*WHAT TO DO*
Work out how many lines of the data below hold the string "static". Answer with that number alone.

*Records from a data source*
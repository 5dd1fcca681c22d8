//! Test harness with testcontainers for integration testing.
//!
//! Uses a shared Postgres container across all tests.
//! The container and migrations are initialized once on first use, then reused.

use anyhow::{Context, Result};
use server_core::domains::extracts::models::{PgExtractJobStore, PgHistoryStore};
use sqlx::PgPool;
use test_context::AsyncTestContext;
use testcontainers::runners::AsyncRunner;
use testcontainers::{ContainerAsync, ImageExt};
use testcontainers_modules::postgres::Postgres;
use tokio::sync::OnceCell;

/// Shared test infrastructure that persists across all tests.
struct SharedTestInfra {
    db_url: String,
    // Keep the container alive for the entire test run
    _postgres: ContainerAsync<Postgres>,
}

static SHARED_INFRA: OnceCell<SharedTestInfra> = OnceCell::const_new();

impl SharedTestInfra {
    async fn init() -> Result<Self> {
        // Run tests with: RUST_LOG=debug cargo test -- --nocapture
        let _ = tracing_subscriber::fmt()
            .with_env_filter(tracing_subscriber::EnvFilter::from_default_env())
            .with_test_writer()
            .try_init();

        let postgres = Postgres::default()
            .with_tag("16")
            .start()
            .await
            .context("Failed to start Postgres container")?;

        let pg_host = postgres.get_host().await?;
        let pg_port = postgres.get_host_port_ipv4(5432).await?;
        let db_url = format!(
            "postgresql://postgres:postgres@{}:{}/postgres",
            pg_host, pg_port
        );

        let pool = PgPool::connect(&db_url)
            .await
            .context("Failed to connect to Postgres for migrations")?;

        sqlx::migrate!("./migrations")
            .run(&pool)
            .await
            .context("Failed to run migrations")?;

        Ok(Self {
            db_url,
            _postgres: postgres,
        })
    }

    async fn get() -> &'static Self {
        SHARED_INFRA
            .get_or_init(|| async {
                Self::init()
                    .await
                    .expect("Failed to initialize shared test infrastructure")
            })
            .await
    }
}

/// Test harness backed by the shared Postgres container.
///
/// Tests share one database, so each test should use its own job ids and user ids.
///
/// ```ignore
/// #[test_context(TestHarness)]
/// #[tokio::test]
/// async fn my_test(ctx: &TestHarness) {
///     let store = ctx.job_store();
/// }
/// ```
pub struct TestHarness {
    pub db_pool: PgPool,
}

impl AsyncTestContext for TestHarness {
    async fn setup() -> Self {
        Self::new().await.expect("Failed to create test harness")
    }

    async fn teardown(self) {
        self.db_pool.close().await;
    }
}

impl TestHarness {
    pub async fn new() -> Result<Self> {
        let infra = SharedTestInfra::get().await;

        let db_pool = PgPool::connect(&infra.db_url)
            .await
            .context("Failed to connect to test database")?;

        Ok(Self { db_pool })
    }

    pub fn job_store(&self) -> PgExtractJobStore {
        PgExtractJobStore::new(self.db_pool.clone())
    }

    pub fn history_store(&self) -> PgHistoryStore {
        PgHistoryStore::new(self.db_pool.clone())
    }
}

*SOLVED PROBLEM*
2